Exactly the lines from the opening of the data through the line containing "yet. The nearest" should be reproduced, please, with nothing added.
+++ Exercise inputs
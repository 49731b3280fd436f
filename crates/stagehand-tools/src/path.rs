//! Path validation for the repository sandbox.
//!
//! Every path-bearing tool resolves its path here before touching the
//! filesystem. Validation canonicalizes (resolving `.`, `..`, and symlinks
//! through the filesystem) rather than string-prefix checking, so a symlink
//! pointing outside the root fails the same way `../` does.

use anyhow::{Result, anyhow};
use std::path::{Path, PathBuf};

/// Resolve `raw` against the canonical `workspace` root and require the
/// result to exist inside it. Returns the canonical absolute path.
pub fn validate_existing(workspace: &Path, raw: &str) -> Result<PathBuf> {
    let candidate = absolute_candidate(workspace, raw)?;
    let canonical = candidate
        .canonicalize()
        .map_err(|err| anyhow!("failed to resolve path {}: {err}", candidate.display()))?;
    ensure_inside(workspace, &canonical)?;
    Ok(canonical)
}

/// Resolve `raw` as a write target that may not exist yet. The nearest
/// existing ancestor is canonicalized and checked against the root, which
/// covers `..` segments threaded through not-yet-created directories.
pub fn validate_write_target(workspace: &Path, raw: &str) -> Result<PathBuf> {
    let candidate = absolute_candidate(workspace, raw)?;
    if candidate.exists() {
        let canonical = candidate
            .canonicalize()
            .map_err(|err| anyhow!("failed to resolve path {}: {err}", candidate.display()))?;
        ensure_inside(workspace, &canonical)?;
        return Ok(canonical);
    }

    let parent = candidate
        .parent()
        .ok_or_else(|| anyhow!("path {} has no parent directory", candidate.display()))?;
    let anchor = canonicalize_existing_ancestor(parent)?;
    ensure_inside(workspace, &anchor)?;
    Ok(candidate)
}

/// Repository-relative display form with forward slashes, regardless of the
/// host path convention. Falls back to the absolute path for paths that do
/// not sit under the workspace (callers validate first, so that is rare).
pub fn workspace_relative(workspace: &Path, path: &Path) -> String {
    path.strip_prefix(workspace)
        .map(|rel| rel.to_string_lossy().replace('\\', "/"))
        .unwrap_or_else(|_| path.to_string_lossy().replace('\\', "/"))
}

fn absolute_candidate(workspace: &Path, raw: &str) -> Result<PathBuf> {
    if raw.trim().is_empty() {
        return Err(anyhow!("path must not be empty"));
    }
    let path = Path::new(raw);
    if path.is_absolute() {
        Ok(path.to_path_buf())
    } else {
        Ok(workspace.join(path))
    }
}

fn ensure_inside(workspace: &Path, canonical: &Path) -> Result<()> {
    if canonical.starts_with(workspace) {
        Ok(())
    } else {
        Err(anyhow!(
            "path escapes repository root: {}",
            canonical.display()
        ))
    }
}

fn canonicalize_existing_ancestor(path: &Path) -> Result<PathBuf> {
    for ancestor in path.ancestors() {
        if ancestor.exists() {
            return ancestor.canonicalize().map_err(|err| {
                anyhow!("failed to resolve path {}: {err}", ancestor.display())
            });
        }
    }
    Err(anyhow!(
        "no existing ancestor found for path {}",
        path.display()
    ))
}
mod events;
mod reducer;

use anyhow::{Result, anyhow};
use reqwest::StatusCode;
use reqwest::blocking::Client;
use reqwest::header::{HeaderValue, RETRY_AFTER};
use serde_json::{Value, json};
use stagehand_core::{LlmConfig, MessageEntry, ToolDefinition};
use std::io::{BufRead, BufReader};
use std::thread;
use std::time::Duration;

pub use events::{ApiErrorBody, BlockDelta, BlockStart, MessageDeltaBody, StreamEvent};
pub use reducer::{CompletedToolUse, StreamReducer, StreamUpdate, TurnOutcome};

pub const ANTHROPIC_VERSION: &str = "2023-06-01";

/// One model call: the full transcript, the static tool catalog, and the
/// fixed system prompt. Serialized verbatim, with no truncation or reordering.
#[derive(Debug, Clone, PartialEq)]
pub struct MessageRequest {
    pub model: String,
    pub max_tokens: u32,
    pub system: String,
    pub messages: Vec<MessageEntry>,
    pub tools: Vec<ToolDefinition>,
}

/// Opens one streamed model call. Implemented by the HTTP client in
/// production and by scripted doubles in engine tests.
pub trait ModelTransport: Send + Sync {
    fn open_stream(&self, req: &MessageRequest) -> Result<Box<dyn StreamHandle>>;
}

/// A live stream of protocol events. `Ok(None)` is a clean end of stream;
/// `Err` is a transport failure and aborts the session.
pub trait StreamHandle: Send {
    fn next_event(&mut self) -> Result<Option<StreamEvent>>;
}

/// Blocking HTTP transport for the messages endpoint. Credentials and
/// endpoint are constructor inputs; nothing is read from the environment.
#[derive(Debug, Clone)]
pub struct AnthropicClient {
    cfg: LlmConfig,
    api_key: String,
    client: Client,
}

impl AnthropicClient {
    pub fn new(cfg: LlmConfig, api_key: impl Into<String>) -> Result<Self> {
        let client = Client::builder()
            .timeout(Duration::from_secs(cfg.timeout_seconds))
            .build()?;
        Ok(Self {
            cfg,
            api_key: api_key.into(),
            client,
        })
    }
}

impl ModelTransport for AnthropicClient {
    /// Open the stream, retrying retryable statuses with exponential backoff
    /// before the first event only. Once events flow, failures are fatal to
    /// the session; retry policy above the engine belongs to the caller.
    fn open_stream(&self, req: &MessageRequest) -> Result<Box<dyn StreamHandle>> {
        let payload = build_payload(req);

        let mut last_err: Option<anyhow::Error> = None;
        let mut attempt: u8 = 0;
        while attempt <= self.cfg.max_retries {
            let response = self
                .client
                .post(&self.cfg.endpoint)
                .header("x-api-key", &self.api_key)
                .header("anthropic-version", ANTHROPIC_VERSION)
                .json(&payload)
                .send();

            match response {
                Ok(resp) => {
                    let status = resp.status();
                    if status.is_success() {
                        return Ok(Box::new(SseStream {
                            reader: BufReader::new(resp),
                        }));
                    }
                    let retry_after = parse_retry_after_seconds(resp.headers().get(RETRY_AFTER));
                    let body = resp.text().unwrap_or_default();
                    last_err = Some(format_api_error(status, &body));
                    if should_retry_status(status) && attempt < self.cfg.max_retries {
                        thread::sleep(retry_delay(self.cfg.retry_base_ms, attempt, retry_after));
                        attempt = attempt.saturating_add(1);
                        continue;
                    }
                    break;
                }
                Err(err) => {
                    last_err = Some(anyhow!(
                        "failed to reach model endpoint {}: {err}",
                        self.cfg.endpoint
                    ));
                    if (err.is_timeout() || err.is_connect()) && attempt < self.cfg.max_retries {
                        thread::sleep(retry_delay(self.cfg.retry_base_ms, attempt, None));
                        attempt = attempt.saturating_add(1);
                        continue;
                    }
                    break;
                }
            }
        }

        Err(last_err.unwrap_or_else(|| anyhow!("model request failed without detailed error")))
    }
}

struct SseStream<R> {
    reader: R,
}

impl<R: BufRead + Send> StreamHandle for SseStream<R> {
    fn next_event(&mut self) -> Result<Option<StreamEvent>> {
        let mut line = String::new();
        loop {
            line.clear();
            let n = self
                .reader
                .read_line(&mut line)
                .map_err(|err| anyhow!("stream read error: {err}"))?;
            if n == 0 {
                return Ok(None);
            }
            let trimmed = line.trim();
            let Some(data) = trimmed.strip_prefix("data:") else {
                continue;
            };
            let data = data.trim();
            if data.is_empty() {
                continue;
            }
            // Unknown event types are skipped, not fatal.
            match serde_json::from_str::<StreamEvent>(data) {
                Ok(event) => return Ok(Some(event)),
                Err(_) => continue,
            }
        }
    }
}

fn build_payload(req: &MessageRequest) -> Value {
    let mut payload = json!({
        "model": req.model,
        "max_tokens": req.max_tokens,
        "stream": true,
        "messages": req.messages,
    });
    if !req.system.is_empty() {
        payload["system"] = json!(req.system);
    }
    if !req.tools.is_empty() {
        payload["tools"] = json!(req.tools);
    }
    payload
}

fn should_retry_status(status: StatusCode) -> bool {
    status == StatusCode::TOO_MANY_REQUESTS || status.is_server_error()
}

fn parse_retry_after_seconds(header: Option<&HeaderValue>) -> Option<u64> {
    header?.to_str().ok()?.trim().parse().ok()
}

fn retry_delay(base_ms: u64, attempt: u8, retry_after: Option<u64>) -> Duration {
    if let Some(seconds) = retry_after {
        return Duration::from_secs(seconds);
    }
    Duration::from_millis(base_ms.saturating_mul(1 << attempt.min(8)))
}

fn format_api_error(status: StatusCode, body: &str) -> anyhow::Error {
    let detail: String = body.chars().take(400).collect();
    anyhow!("model request failed with status {status}: {detail}")
}
//! Pre-execution validation for tool call arguments.
//!
//! Catches malformed arguments before the tool runs, so the model gets a
//! message naming the offending field instead of a confusing downstream
//! filesystem error. The argument payload stays untyped JSON at the wire
//! boundary; this is where each tool pins down its required strings.

use serde_json::Value;
use stagehand_core::ToolName;

/// Fetch a string argument. Non-string values read as absent.
pub fn arg_str<'a>(args: &'a Value, key: &str) -> Option<&'a str> {
    args.get(key).and_then(|v| v.as_str())
}

/// Validate arguments for `tool`. `Err` carries a model-facing message.
pub fn validate_tool_args(tool: ToolName, args: &Value) -> Result<(), String> {
    match tool {
        ToolName::ReadFile => require_string(args, "path", "file path is required"),
        ToolName::WriteFile => {
            require_string(args, "path", "file path is required")?;
            // content may be an empty string, but it must be present and a string
            require_present_string(args, "content")
        }
        ToolName::EditFile => {
            require_string(args, "path", "file path is required")?;
            require_string(args, "old_text", "the exact text to replace is required")?;
            require_present_string(args, "new_text")
        }
        ToolName::RunShellCommand => {
            require_string(args, "command", "command string is required")
        }
        ToolName::ListFiles => {
            optional_string(args, "path")?;
            optional_string(args, "pattern")
        }
        ToolName::SearchFiles => {
            require_string(args, "pattern", "search pattern is required")?;
            optional_string(args, "path")?;
            optional_string(args, "glob")
        }
    }
}

fn require_string(args: &Value, field: &str, msg: &str) -> Result<(), String> {
    match args.get(field) {
        Some(Value::String(s)) if !s.is_empty() => Ok(()),
        Some(Value::String(_)) => Err(format!("{field}: {msg} (got empty string)")),
        Some(v) => Err(format!(
            "{field}: expected string, got {}",
            v.to_string().chars().take(50).collect::<String>()
        )),
        None => Err(format!("{field}: {msg}")),
    }
}

fn require_present_string(args: &Value, field: &str) -> Result<(), String> {
    match args.get(field) {
        Some(Value::String(_)) => Ok(()),
        Some(v) => Err(format!(
            "{field}: expected string, got {}",
            v.to_string().chars().take(50).collect::<String>()
        )),
        None => Err(format!("'{field}' field is required")),
    }
}

fn optional_string(args: &Value, field: &str) -> Result<(), String> {
    match args.get(field) {
        None | Some(Value::String(_)) => Ok(()),
        Some(v) => Err(format!(
            "{field}: expected string, got {}",
            v.to_string().chars().take(50).collect::<String>()
        )),
    }
}
//! 把 [`EnhancedStream`](tether_core::EnhancedStream) 适配为 Tokio 的 `AsyncRead`/`AsyncWrite`，
//! 供 rustls 驱动记录层 IO。
//!
//! # 教案级注释
//!
//! ## 逻辑（How）
//! - 每个方向各保留一个挂起中的底层 Future；`poll_*` 返回 `Pending` 后再次轮询会继续推进
//!   同一个 Future，而不是重新发起 IO；
//! - 底层读取按记录大小整块进行，超出调用方缓冲的部分存入 `leftover`，下次读取优先交付；
//! - 底层 IO 使用适配器自有的取消令牌，TLS 层操作的取消通过丢弃外层 Future 实现，
//!   挂起的底层读写保留在适配器中，下一次操作接着完成，数据不会丢失。
//!
//! ## 注意事项（Trade-offs）
//! - `poll_write` 在首次轮询时拷贝调用方缓冲，rustls 在 `Pending` 之后以同一段密文重试，
//!   因此返回的长度与拷贝的长度一致；
//! - 关闭写方向时，底层流支持半关闭则传递 `FlushAndShutdownWrites`，否则只刷新。

use std::{
    future::Future,
    io,
    pin::Pin,
    task::{Context, Poll, ready},
};

use futures::{FutureExt, future::BoxFuture};
use tether_core::{Cancellation, ConnectionError, FlushType, Result, SharedStream};
use tokio::io::{AsyncRead, AsyncWrite, ReadBuf};

use crate::error::tunnel;

/// 单次底层读取的缓冲大小，足以容纳一条完整的 TLS 记录。
const READ_CHUNK: usize = 17 * 1024;

pub(crate) struct StreamIo {
    stream: SharedStream,
    cancel: Cancellation,
    leftover: Vec<u8>,
    consumed: usize,
    read: Option<BoxFuture<'static, Result<Vec<u8>>>>,
    write: Option<BoxFuture<'static, Result<usize>>>,
    flush: Option<BoxFuture<'static, Result<()>>>,
    shutdown: Option<BoxFuture<'static, Result<()>>>,
}

impl StreamIo {
    pub(crate) fn new(stream: SharedStream) -> Self {
        Self {
            stream,
            cancel: Cancellation::new(),
            leftover: Vec::new(),
            consumed: 0,
            read: None,
            write: None,
            flush: None,
            shutdown: None,
        }
    }

    fn poll_pending_write(&mut self, cx: &mut Context<'_>) -> Poll<io::Result<()>> {
        if let Some(pending) = self.write.as_mut() {
            let result = ready!(pending.as_mut().poll(cx));
            self.write = None;
            result.map_err(tunnel)?;
        }
        Poll::Ready(Ok(()))
    }

    fn poll_control(
        slot: &mut Option<BoxFuture<'static, Result<()>>>,
        stream: &SharedStream,
        cancel: &Cancellation,
        flush: FlushType,
        cx: &mut Context<'_>,
    ) -> Poll<io::Result<()>> {
        let pending = slot.get_or_insert_with(|| {
            let stream = SharedStream::clone(stream);
            let cancel = cancel.clone();
            async move { stream.flush(flush, &cancel).await }.boxed()
        });
        let result = ready!(pending.as_mut().poll(cx));
        *slot = None;
        Poll::Ready(result.map_err(tunnel))
    }
}

impl AsyncRead for StreamIo {
    fn poll_read(
        self: Pin<&mut Self>,
        cx: &mut Context<'_>,
        buf: &mut ReadBuf<'_>,
    ) -> Poll<io::Result<()>> {
        let this = self.get_mut();
        if buf.remaining() == 0 {
            return Poll::Ready(Ok(()));
        }

        if this.consumed == this.leftover.len() {
            let capacity = READ_CHUNK.max(buf.remaining());
            let pending = this.read.get_or_insert_with(|| {
                let stream = SharedStream::clone(&this.stream);
                let cancel = this.cancel.clone();
                async move {
                    let mut chunk = vec![0u8; capacity];
                    let read = stream.read(&mut chunk, &cancel).await?;
                    chunk.truncate(read);
                    Ok::<_, ConnectionError>(chunk)
                }
                .boxed()
            });
            let result = ready!(pending.as_mut().poll(cx));
            this.read = None;
            this.leftover = result.map_err(tunnel)?;
            this.consumed = 0;
            if this.leftover.is_empty() {
                return Poll::Ready(Ok(()));
            }
        }

        let available = &this.leftover[this.consumed..];
        let take = available.len().min(buf.remaining());
        buf.put_slice(&available[..take]);
        this.consumed += take;
        Poll::Ready(Ok(()))
    }
}

impl AsyncWrite for StreamIo {
    fn poll_write(
        self: Pin<&mut Self>,
        cx: &mut Context<'_>,
        buf: &[u8],
    ) -> Poll<io::Result<usize>> {
        let this = self.get_mut();
        let pending = this.write.get_or_insert_with(|| {
            let stream = SharedStream::clone(&this.stream);
            let cancel = this.cancel.clone();
            let data = buf.to_vec();
            async move {
                stream.write(&data, FlushType::None, &cancel).await?;
                Ok::<_, ConnectionError>(data.len())
            }
            .boxed()
        });
        let result = ready!(pending.as_mut().poll(cx));
        this.write = None;
        Poll::Ready(result.map_err(tunnel))
    }

    fn poll_flush(self: Pin<&mut Self>, cx: &mut Context<'_>) -> Poll<io::Result<()>> {
        let this = self.get_mut();
        ready!(this.poll_pending_write(cx))?;
        Self::poll_control(
            &mut this.flush,
            &this.stream,
            &this.cancel,
            FlushType::FlushWrites,
            cx,
        )
    }

    fn poll_shutdown(self: Pin<&mut Self>, cx: &mut Context<'_>) -> Poll<io::Result<()>> {
        let this = self.get_mut();
        ready!(this.poll_pending_write(cx))?;
        let flush = if this.stream.can_shutdown_writes() {
            FlushType::FlushAndShutdownWrites
        } else {
            FlushType::FlushWrites
        };
        Self::poll_control(&mut this.shutdown, &this.stream, &this.cancel, flush, cx)
    }
}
++++++
## Answer for this exercise
repository 49731b3280fd436f
filename crates/stagehand-tools/src/path.rs
//! Path validation for the repository sandbox.
//!
//! Every path-bearing tool resolves its path here before touching the
//! filesystem. Validation canonicalizes (resolving `.`, `..`, and symlinks
//! through the filesystem) rather than string-prefix checking, so a symlink
//! pointing outside the root fails the same way `../` does.

use anyhow::{Result, anyhow};
use std::path::{Path, PathBuf};

/// Resolve `raw` against the canonical `workspace` root and require the
/// result to exist inside it. Returns the canonical absolute path.
pub fn validate_existing(workspace: &Path, raw: &str) -> Result<PathBuf> {
    let candidate = absolute_candidate(workspace, raw)?;
    let canonical = candidate
        .canonicalize()
        .map_err(|err| anyhow!("failed to resolve path {}: {err}", candidate.display()))?;
    ensure_inside(workspace, &canonical)?;
    Ok(canonical)
}

/// Resolve `raw` as a write target that may not exist yet. The nearest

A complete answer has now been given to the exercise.